O bispo auxiliar do Rio de Janeiro e secretário-geral da CNBB, dom Joel Portella Amado, disse em sua homilia que ter fé não nos retira a problemática do mundo, mas nos ajuda a viver as questões do dia a dia de maneira diferente.

 

“A misericórdia que Jesus manifesta por aquele cobrador de impostos tempera a sua vida com o sabor. Nova DGAE – comunidade de um lado, missão de outro. Nos leva a refletir: Como fazer para a família ser a escola de comunidades eclesiais missionárias por excelência?  Escola de misericórdia, acolhimento, resiliência, anúncio”, ressaltou.

 

Durante o encontro, os casais coordenadores apresentaram um mapeamento de como tem sido feito o trabalho da Pastoral Família nos regionais, arqui/dioceses e paróquias.
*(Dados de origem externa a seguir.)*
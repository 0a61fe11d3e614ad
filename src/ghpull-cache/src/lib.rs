//! Caching utilities for ghpull.

use std::collections::HashMap;
use std::hash::Hash;
use std::time::{Duration, Instant};

use parking_lot::Mutex;

/// Simple in-memory LRU cache.
pub struct LruCache<K, V> {
    capacity: usize,
    items: HashMap<K, V>,
    order: Vec<K>,
}

impl<K: Eq + Hash + Clone, V> LruCache<K, V> {
    pub fn new(capacity: usize) -> Self {
        Self {
            capacity,
            items: HashMap::with_capacity(capacity),
            order: Vec::with_capacity(capacity),
        }
    }

    pub fn get(&mut self, key: &K) -> Option<&V> {
        if self.items.contains_key(key) {
            self.order.retain(|k| k != key);
            self.order.push(key.clone());
            self.items.get(key)
        } else {
            None
        }
    }

    pub fn insert(&mut self, key: K, value: V) {
        if self.capacity == 0 {
            return;
        }

        if self.items.len() >= self.capacity
            && !self.items.contains_key(&key)
            && let Some(oldest) = self.order.first().cloned()
        {
            self.items.remove(&oldest);
            self.order.remove(0);
        }

        self.order.retain(|k| k != &key);
        self.order.push(key.clone());
        self.items.insert(key, value);
    }

    pub fn remove(&mut self, key: &K) -> Option<V> {
        self.order.retain(|k| k != key);
        self.items.remove(key)
    }

    pub fn clear(&mut self) {
        self.items.clear();
        self.order.clear();
    }

    pub fn len(&self) -> usize {
        self.items.len()
    }

    pub fn is_empty(&self) -> bool {
        self.items.is_empty()
    }
}

struct Entry<V> {
    value: V,
    stored_at: Instant,
}

/// Thread-safe LRU cache whose entries expire after a fixed time-to-live.
///
/// Lookups never block on I/O and a miss is always safe: callers treat this
/// purely as a shortcut around repeated requests.
pub struct ExpiringCache<K, V> {
    ttl: Duration,
    inner: Mutex<LruCache<K, Entry<V>>>,
}

impl<K: Eq + Hash + Clone, V: Clone> ExpiringCache<K, V> {
    pub fn new(capacity: usize, ttl: Duration) -> Self {
        Self {
            ttl,
            inner: Mutex::new(LruCache::new(capacity)),
        }
    }

    /// Time-to-live applied to every entry.
    pub fn ttl(&self) -> Duration {
        self.ttl
    }

    /// Returns a clone of the value if present and not yet expired.
    ///
    /// Expired entries are evicted on access.
    pub fn get(&self, key: &K) -> Option<V> {
        self.get_at(key, Instant::now())
    }

    fn get_at(&self, key: &K, now: Instant) -> Option<V> {
        let mut inner = self.inner.lock();
        let expired = match inner.get(key) {
            Some(entry) if now.saturating_duration_since(entry.stored_at) < self.ttl => {
                return Some(entry.value.clone());
            }
            Some(_) => true,
            None => false,
        };
        if expired {
            inner.remove(key);
        }
        None
    }

    pub fn insert(&self, key: K, value: V) {
        self.inner.lock().insert(
            key,
            Entry {
                value,
                stored_at: Instant::now(),
            },
        );
    }

    pub fn remove(&self, key: &K) -> Option<V> {
        self.inner.lock().remove(key).map(|entry| entry.value)
    }

    pub fn clear(&self) {
        self.inner.lock().clear();
    }

    /// Number of stored entries, including ones that expired but were not
    /// accessed since.
    pub fn len(&self) -> usize {
        self.inner.lock().len()
    }

    pub fn is_empty(&self) -> bool {
        self.inner.lock().is_empty()
    }
}
//! ghpull - resolve, check and install GitHub releases from the command line.

mod host;

use std::path::PathBuf;
use std::process::ExitCode;

use anyhow::{Context, Result};
use clap::{Parser, Subcommand};
use tracing::error;
use tracing_subscriber::{EnvFilter, layer::SubscriberExt, util::SubscriberInitExt};

use ghpull_update::{ArtifactKind, InstalledArtifact, RepositoryRef, UpdateOrchestrator, UpdaterConfig};

use crate::host::DirectoryHost;

/// Self-update plugins and themes from GitHub releases
#[derive(Parser)]
#[command(name = "ghpull")]
#[command(version)]
struct Cli {
    /// Configuration file path (default: ~/.ghpull/config.json)
    #[arg(short, long, global = true)]
    config: Option<PathBuf>,

    /// Log level
    #[arg(long, global = true, default_value = "warn")]
    log_level: String,

    /// Enable JSON logging
    #[arg(long, global = true)]
    json_logs: bool,

    /// GitHub access token for repositories that don't carry one
    #[arg(long, global = true, env = "GITHUB_ACCESS_TOKEN", hide_env_values = true)]
    token: Option<String>,

    #[command(subcommand)]
    command: Command,
}

#[derive(Subcommand)]
enum Command {
    /// Print the latest release of a repository as JSON
    Resolve {
        /// `owner/name` or a GitHub URL
        repo: String,
    },

    /// Check whether an installed version can be updated
    Check {
        /// `owner/name` or a GitHub URL
        repo: String,

        /// Installed version
        #[arg(long)]
        installed: String,

        /// Slug of the installed artifact (default: repository name)
        #[arg(long)]
        slug: Option<String>,

        #[arg(long, default_value = "plugin")]
        kind: ArtifactKind,
    },

    /// Download the latest release archive into a directory
    Install {
        /// `owner/name` or a GitHub URL
        repo: String,

        /// Directory the archive is installed into
        #[arg(long)]
        dest: PathBuf,

        #[arg(long, default_value = "plugin")]
        kind: ArtifactKind,
    },

    /// Print the information card of an artifact as JSON
    Details {
        /// `owner/name` or a GitHub URL
        repo: String,

        /// Directory the artifact is installed in
        #[arg(long)]
        dest: PathBuf,

        /// Slug of the artifact (default: repository name)
        #[arg(long)]
        slug: Option<String>,

        #[arg(long, default_value = "plugin")]
        kind: ArtifactKind,
    },
}

fn setup_logging(level: &str, json: bool) {
    let filter = EnvFilter::try_from_default_env().unwrap_or_else(|_| EnvFilter::new(level));

    let subscriber = tracing_subscriber::registry().with(filter);

    // stdout carries command output
    if json {
        subscriber
            .with(
                tracing_subscriber::fmt::layer()
                    .json()
                    .with_writer(std::io::stderr),
            )
            .init();
    } else {
        subscriber
            .with(
                tracing_subscriber::fmt::layer()
                    .pretty()
                    .with_writer(std::io::stderr),
            )
            .init();
    }
}

fn load_config(cli: &Cli) -> Result<UpdaterConfig> {
    let config = match &cli.config {
        Some(path) => UpdaterConfig::load_from(path)
            .with_context(|| format!("Failed to load config from {}", path.display()))?,
        None => UpdaterConfig::load(),
    };

    let mut config = config.apply_env();
    if let Some(token) = cli.token.as_deref().map(str::trim).filter(|t| !t.is_empty()) {
        config.default_token = Some(token.to_string());
    }
    config.validate()?;
    Ok(config)
}

fn orchestrator(host: DirectoryHost, config: UpdaterConfig) -> Result<UpdateOrchestrator<DirectoryHost>> {
    UpdateOrchestrator::from_config(host, config).context("Failed to create HTTP client")
}

async fn run(cli: Cli) -> Result<()> {
    let config = load_config(&cli)?;

    match cli.command {
        Command::Resolve { repo } => {
            let repo = RepositoryRef::parse(&repo)?;
            let host = DirectoryHost::new(ArtifactKind::Plugin, config.staging_dir());
            let release = orchestrator(host, config)?.resolve_latest(&repo).await?;
            println!("{}", serde_json::to_string_pretty(&release)?);
        }

        Command::Check {
            repo,
            installed,
            slug,
            kind,
        } => {
            let repo = RepositoryRef::parse(&repo)?;
            let slug = slug.unwrap_or_else(|| repo.name().to_string());
            let host = DirectoryHost::new(kind, config.staging_dir()).with_installed(
                InstalledArtifact {
                    slug: slug.clone(),
                    name: repo.name().to_string(),
                    version: installed,
                },
            );

            match orchestrator(host, config)?.check_slug(&repo, &slug).await? {
                Some(decision) => println!("{}", serde_json::to_string_pretty(&decision)?),
                None => println!("{} {} is up to date", kind.label(), slug),
            }
        }

        Command::Install { repo, dest, kind } => {
            let repo = RepositoryRef::parse(&repo)?;
            let host = DirectoryHost::new(kind, &dest);
            orchestrator(host, config)?
                .acquire_and_install(&repo)
                .await
                .with_context(|| format!("Failed to install {repo}"))?;
            println!("Installed {} into {}", repo, dest.display());
        }

        Command::Details {
            repo,
            dest,
            slug,
            kind,
        } => {
            let repo = RepositoryRef::parse(&repo)?;
            let slug = slug.unwrap_or_else(|| repo.name().to_string());
            let host = DirectoryHost::new(kind, dest);
            let details = orchestrator(host, config)?.details(&repo, &slug).await?;
            println!("{}", serde_json::to_string_pretty(&details)?);
        }
    }

    Ok(())
}

#[tokio::main]
async fn main() -> ExitCode {
    let cli = Cli::parse();

    setup_logging(&cli.log_level, cli.json_logs);

    if let Err(e) = run(cli).await {
        error!("{:#}", e);
        eprintln!("Error: {e:#}");
        return ExitCode::FAILURE;
    }

    ExitCode::SUCCESS
}
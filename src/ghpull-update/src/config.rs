//! Updater configuration types.

use std::path::{Path, PathBuf};
use std::time::Duration;

use serde::{Deserialize, Serialize};

use crate::error::{UpdateError, UpdateResult};
use crate::{DEFAULT_API_BASE, DEFAULT_WEB_BASE};

/// Which release API to query.
#[derive(Debug, Clone, Copy, PartialEq, Eq, Default, Serialize, Deserialize)]
#[serde(rename_all = "lowercase")]
pub enum ResolveStrategy {
    /// REST without a token, GraphQL with one (default)
    #[default]
    Auto,
    /// Always the REST `releases/latest` endpoint
    Rest,
    /// Always the GraphQL endpoint (requires a token)
    Graphql,
}

impl ResolveStrategy {
    pub fn as_str(&self) -> &'static str {
        match self {
            Self::Auto => "auto",
            Self::Rest => "rest",
            Self::Graphql => "graphql",
        }
    }
}

impl std::fmt::Display for ResolveStrategy {
    fn fmt(&self, f: &mut std::fmt::Formatter<'_>) -> std::fmt::Result {
        f.write_str(self.as_str())
    }
}

/// Configuration shared by the fetcher, resolver, acquirer and orchestrator.
#[derive(Debug, Clone, Serialize, Deserialize)]
pub struct UpdaterConfig {
    /// Base URL of the GitHub API
    #[serde(default = "default_api_base")]
    pub api_base: String,

    /// Base URL of the GitHub web host (used for source archives)
    #[serde(default = "default_web_base")]
    pub web_base: String,

    /// Seconds a successful GET body stays cached (default: 300)
    #[serde(default = "default_cache_ttl")]
    pub cache_ttl_secs: u64,

    /// Maximum number of cached bodies
    #[serde(default = "default_cache_capacity")]
    pub cache_capacity: usize,

    /// Per-request timeout in seconds (default: 30)
    #[serde(default = "default_request_timeout")]
    pub request_timeout_secs: u64,

    /// Branch used for source archives when no tag is known
    #[serde(default = "default_branch")]
    pub default_branch: String,

    /// Release API selection
    #[serde(default)]
    pub strategy: ResolveStrategy,

    /// Accept plain `http` URLs (local mirrors and test servers only)
    #[serde(default)]
    pub allow_insecure_http: bool,

    /// User-Agent header sent with every request
    #[serde(default = "default_user_agent")]
    pub user_agent: String,

    /// Directory archives are staged in before installation
    #[serde(skip_serializing_if = "Option::is_none")]
    pub work_dir: Option<PathBuf>,

    /// Token used for repositories that don't carry their own
    #[serde(default, skip_serializing)]
    pub default_token: Option<String>,
}

fn default_api_base() -> String {
    DEFAULT_API_BASE.to_string()
}

fn default_web_base() -> String {
    DEFAULT_WEB_BASE.to_string()
}

fn default_cache_ttl() -> u64 {
    300 // 5 minutes
}

fn default_cache_capacity() -> usize {
    64
}

fn default_request_timeout() -> u64 {
    30
}

fn default_branch() -> String {
    "master".to_string()
}

fn default_user_agent() -> String {
    concat!("ghpull/", env!("CARGO_PKG_VERSION")).to_string()
}

impl Default for UpdaterConfig {
    fn default() -> Self {
        Self {
            api_base: default_api_base(),
            web_base: default_web_base(),
            cache_ttl_secs: default_cache_ttl(),
            cache_capacity: default_cache_capacity(),
            request_timeout_secs: default_request_timeout(),
            default_branch: default_branch(),
            strategy: ResolveStrategy::Auto,
            allow_insecure_http: false,
            user_agent: default_user_agent(),
            work_dir: None,
            default_token: None,
        }
    }
}

impl UpdaterConfig {
    /// Path of the user config file (~/.ghpull/config.json).
    pub fn config_path() -> Option<PathBuf> {
        dirs::home_dir().map(|h| h.join(".ghpull").join("config.json"))
    }

    /// Load config from the standard location, falling back to defaults.
    pub fn load() -> Self {
        let config = Self::config_path()
            .filter(|p| p.exists())
            .and_then(|path| match Self::load_from(&path) {
                Ok(config) => Some(config),
                Err(e) => {
                    tracing::warn!("Ignoring config at {}: {}", path.display(), e);
                    None
                }
            });

        config.unwrap_or_default()
    }

    /// Load config from an explicit file.
    pub fn load_from(path: impl AsRef<Path>) -> UpdateResult<Self> {
        let path = path.as_ref();
        let content = std::fs::read_to_string(path).map_err(|e| UpdateError::Config {
            message: format!("{}: {}", path.display(), e),
        })?;
        let config: Self = serde_json::from_str(&content).map_err(|e| UpdateError::Config {
            message: format!("{}: {}", path.display(), e),
        })?;
        config.validate()?;
        Ok(config)
    }

    /// Apply overrides from environment variables.
    pub fn apply_env(mut self) -> Self {
        if let Ok(token) = std::env::var("GITHUB_ACCESS_TOKEN")
            && !token.trim().is_empty()
        {
            self.default_token = Some(token.trim().to_string());
        }

        if let Ok(base) = std::env::var("GHPULL_API_BASE") {
            self.api_base = base;
        }

        if let Ok(dir) = std::env::var("GHPULL_WORK_DIR") {
            self.work_dir = Some(PathBuf::from(dir));
        }

        self
    }

    /// Check that the configured base URLs parse.
    pub fn validate(&self) -> UpdateResult<()> {
        for (name, value) in [("api_base", &self.api_base), ("web_base", &self.web_base)] {
            url::Url::parse(value).map_err(|e| UpdateError::Config {
                message: format!("{name} '{value}' is not a valid URL: {e}"),
            })?;
        }
        Ok(())
    }

    pub fn cache_ttl(&self) -> Duration {
        Duration::from_secs(self.cache_ttl_secs)
    }

    pub fn request_timeout(&self) -> Duration {
        Duration::from_secs(self.request_timeout_secs)
    }

    /// Directory archives are staged in.
    pub fn staging_dir(&self) -> PathBuf {
        self.work_dir
            .clone()
            .unwrap_or_else(|| std::env::temp_dir().join("ghpull"))
    }

    /// API base without a trailing slash.
    pub fn api_base(&self) -> &str {
        self.api_base.trim_end_matches('/')
    }

    /// Web base without a trailing slash.
    pub fn web_base(&self) -> &str {
        self.web_base.trim_end_matches('/')
    }
}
Segundo dom Ricardo, um trabalho bem articulado. “Por isso, aquilo que nós propomos na Assembleia Geral dos Bispos tem um potencial de chegar às bases porque eles estão articulados para isso.”

 

Na missa de encerramento, dom Hoepers destacou na homilia que descobrir esta missão traz alegria e sentimento de pertença a grande família que é a Igreja, como uma mãe que acaricia o filho. Ainda segundo o bispo, é preciso servir à Igreja com alegria e na certeza de que nunca estamos sozinhos. Deus caminha conosco.

 

“Não somos números na Igreja, somos uma vocação. Vocação que é um chamado pessoal. A pastoral Familiar do Brasil é formada por famílias que tem nome, história, lugar e uma biografia. Temos que nos alegrar como o servo inútil, pois fizemos aquilo que devemos fazer”, disse.

 

Ainda de acordo com dom Ricardo, o mesmo amor que Cristo nos ensinou é o mesmo amor que nos deve inspirar a fazer o bem. “Devemos carregar a cruz com paixão e com alegria, sermos como Maria, que foi até os pés da cruz. A alegria da cruz tem que ser anunciada, tem que com isso ir ao encontro das pessoas. Alegria com a cruz e saindo anunciar o reino de Deus”, finalizou.

 

Ao final da missa, o novo presidente da comissão para a vida e a família da CNBB, ao lados dos casais coordenadores e dos bispos referenciais agradeceu ao padre Jorge Filho pelo trabalho realizado na Comissão no último quadriênio.